Location
- Washington, D.C. United States 38°56′58″N 77°06′06″W﻿ / ﻿38.949467°N 77.101746°W

Information
- Type: Private music academy
- Established: 1903
- Founder: Harriet Gibbs Marshall
- Closed: 1960
- Campus: Urban

= Washington Conservatory of Music and School of Expression =

Former music academy in Washington, D.C., United States

Washington Conservatory of Music and School of Expression was a private music academy founded by Harriet Gibbs Marshall in 1903 in Washington, D.C. to train African Americans in music. The Conservatory remained open until 1960 making it the longest operating music school for African Americans.
==History and productions==
After working teaching music in various places in the country Gibbs, not yet married, came to Washington, DC, initially employed in the public school system. She founded the Washington Conservatory of Music in 1903. It focused on classical European music.

In Spring 1905 the Conservatory was noted in the newspapers with a concert given by its students - enrollment was noted at over 160. In the Fall of 1905 Gibbs was noted as director of the music among the colored schools of DC as well as president of the Conservatory - and in September Gibbs and friends took a trip to Europe – London, Paris and the countryside of France – joined by her sister, Ida Hunt, noted as the wife of the US consul to Madagascar. On return from her 9 month stay in Europe she noted that colored students attending German or French music schools were well received and noted Hazel Harrison as had a recent debut with the Berlin Philharmonic Orchestra. Newly married in Spring 1906, Gibbs wed Napoleon Bonaparte Marshall, a graduate of Harvard University (A.B. 1897) and Harvard Law School (J.D. 1900). As was the custom of the time, as a married woman, she at first resigned her employment with the school system, however there was an attempt to withdraw the resignation that failed despite vocal support from an unnamed group of people. The closing of the Conservatory school year had its own recital.
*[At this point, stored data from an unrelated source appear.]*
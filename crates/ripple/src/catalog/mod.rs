//! Read-only access to the business rule catalog.
//!
//! The propagation engine never talks to a store directly. It reads through
//! the small accessor traits defined here, so the same engine runs against
//! the in-memory [`RuleCatalog`] snapshot, a database-backed implementation,
//! or a hand-built fake in tests.
//!
//! # Ports
//!
//! | Trait | Operations |
//! | --- | --- |
//! | [`RuleRepository`] | `get_rule`, `get_ownerships` |
//! | [`FileMappingRepository`] | `lookup_direct_rules` |
//! | [`DependencyRepository`] | `outgoing_edges` |
//! | [`IncidentRepository`] | `has_incidents` |
//! | [`ProjectRepository`] | `get_project` |
//!
//! [`Catalog`] bundles the first four, which is everything a traversal needs.
//! Projects are resolved by the caller before an analysis starts.
//!
//! # Loading
//!
//! Accessors are synchronous: all data is expected to be in memory before a
//! traversal starts. Fetching that data is the job of a [`CatalogSource`],
//! which is async so implementations can hit a filesystem or a database.
//!
//! # Example
//!
//! ```no_run
//! use ripple::catalog::{CatalogSource, jsonl::JsonlCatalogSource};
//! use std::path::PathBuf;
//!
//! #[tokio::main(flavor = "current_thread")]
//! async fn main() -> anyhow::Result<()> {
//!     let source = JsonlCatalogSource::new(PathBuf::from(".ripple/catalog"));
//!     let loaded = source.load().await?;
//!     for warning in &loaded.warnings {
//!         eprintln!("{warning}");
//!     }
//!     println!("{} rules loaded", loaded.catalog.stats().rules);
//!     Ok(())
//! }
//! ```

pub mod in_memory;
pub mod jsonl;

use crate::domain::{BusinessRule, DependencyEdge, Ownership, Project, ProjectId, RuleId};
use crate::error::Result;
use async_trait::async_trait;

pub use in_memory::{CatalogStats, RuleCatalog};
pub use jsonl::LoadWarning;

/// Lookup of rule records and their ownership.
pub trait RuleRepository: Send + Sync {
    /// Get a rule by ID.
    ///
    /// Returns `None` if the rule doesn't exist (deleted or never created).
    fn get_rule(&self, id: &RuleId) -> Option<BusinessRule>;

    /// Get all ownership records for a rule.
    ///
    /// Unknown rules have no owners.
    fn get_ownerships(&self, id: &RuleId) -> Vec<Ownership>;
}

/// Lookup of the rules each file directly implements.
pub trait FileMappingRepository: Send + Sync {
    /// Map changed files to the rules they implement.
    ///
    /// Returns `(file_path, rule_id)` pairs in the order of `file_paths`.
    /// Files without mappings contribute nothing.
    fn lookup_direct_rules(&self, file_paths: &[String]) -> Vec<(String, RuleId)>;
}

/// Lookup of dependency edges between rules.
pub trait DependencyRepository: Send + Sync {
    /// Get every edge whose source is `id`.
    ///
    /// Edges may point at rules that no longer exist; callers skip those.
    fn outgoing_edges(&self, id: &RuleId) -> Vec<DependencyEdge>;
}

/// Lookup of production incident history.
pub trait IncidentRepository: Send + Sync {
    /// Whether any incident has been attributed to the rule.
    fn has_incidents(&self, id: &RuleId) -> bool;
}

/// Lookup of the projects an analysis can be scoped to.
pub trait ProjectRepository: Send + Sync {
    /// Get a project by ID.
    fn get_project(&self, id: &ProjectId) -> Option<Project>;
}

/// A catalog that provides every accessor.
pub trait Catalog:
    RuleRepository + FileMappingRepository + DependencyRepository + IncidentRepository
{
}

impl<T> Catalog for T where
    T: RuleRepository + FileMappingRepository + DependencyRepository + IncidentRepository
{
}

/// A catalog snapshot together with the problems found while loading it.
#[derive(Debug, Clone)]
pub struct LoadedCatalog {
    /// The loaded snapshot
    pub catalog: RuleCatalog,

    /// Non-fatal data problems encountered during loading
    pub warnings: Vec<LoadWarning>,
}

/// Source that fetches a complete catalog snapshot.
///
/// Implementations must be `Send + Sync` so a loaded snapshot can be
/// shared by concurrent analyses.
#[async_trait]
pub trait CatalogSource: Send + Sync {
    /// Fetch the catalog.
    ///
    /// # Errors
    ///
    /// Returns an error when the backing store is unreachable or a required
    /// part of the catalog is missing. Individual bad records are reported
    /// through [`LoadedCatalog::warnings`] instead.
    async fn load(&self) -> Result<LoadedCatalog>;
}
In the Fall of 1906 advertisements for the Conservatory began calling it the "Washington Conservatory of Music and School of Expression" with 14 faculty. Newspaper coverage in and beyond DC of the new year noted its history to 1903, that it now had more than 600 students since its founding, and reviewed the faculty in some depth - including staff that would later be officers of the institution as well as her husband. In 1910 Illinois federal Representative Martin B. Madden handed out the diplomas for the graduates of the Conservancy. Several columns of the Washington Bee covered the event.

In 1911 advertising for the Conservatory appeared in The Crisis as well as St. Paul newspapers. Marshall also took a trip around promoting the school including to Saint Louis, Missouri, and coverage appeared in The Pittsburgh Courier underscoring its students came from all races and sexes and was called unique for doing so and had now had some 1400 students to date coming from many states though only 23 had stayed on through graduating with a diploma. The Courier coverage also noted scholarships had been given and listed the donors who had covered the scholarships. The officers of the school were noted and included George William Cook of Howard University, and Fisk University graduate and past president of the Bethel Literary and Historical Society, "Lewis" (Louis) G. Gregory, as well as others An elocution program was added. That year's commencement gained additional coverage around the country. A Conservatory recital was held in February, 1912. In September Marshall took a trip in the West again, this time including Chicago and Detroit.

The Conservancy produced Gilbert and Sullivan's The Mikado in the Howard Theater in February 1913. That spring the Conservatory produced a commencement performance where most of the compositions were from the pupils themselves many of whom were colored. In December a Baháʼí meeting was hosted at the conservancy - attending included Laura Clifford Barney and her husband, Charles Mason Remey and others.

In 1917 Marshall and Gregory were mentioned giving some scholarships.

In 1920 Marshall began a campaign to raise funds for a national conservancy which would include negro music. In April 1921 the Conservancy produced a program for a fundraiser that covered periods of "negro music and drama" in New York. Marshall returned to the pursuit of a national conservancy in April 1922, calling together various leaders in black music and a followup production of the "negro music and drama" was scheduled for May. Walter Damrosch was listed as specifically supporting the idea of the national conservatory. A Conservancy student recital followed in May. Broader recognition of respect for negro music was summarized including Marshall's work in 1922. Marshall was approaching having something for a national conservancy set up in New York by May 1924, but instead she went to Haiti with her husband's work, making a brief return trip in August, as he was appointed to a commission to investigate abuses during the United States occupation of Haiti. They returned by February 1927. By 1934 Marshall was acknowledged as director of the Conservancy again.

Marshall died on February 21, 1941, in Washington, D.C. She bequeathed all her inheritance to the Washington Conservancy.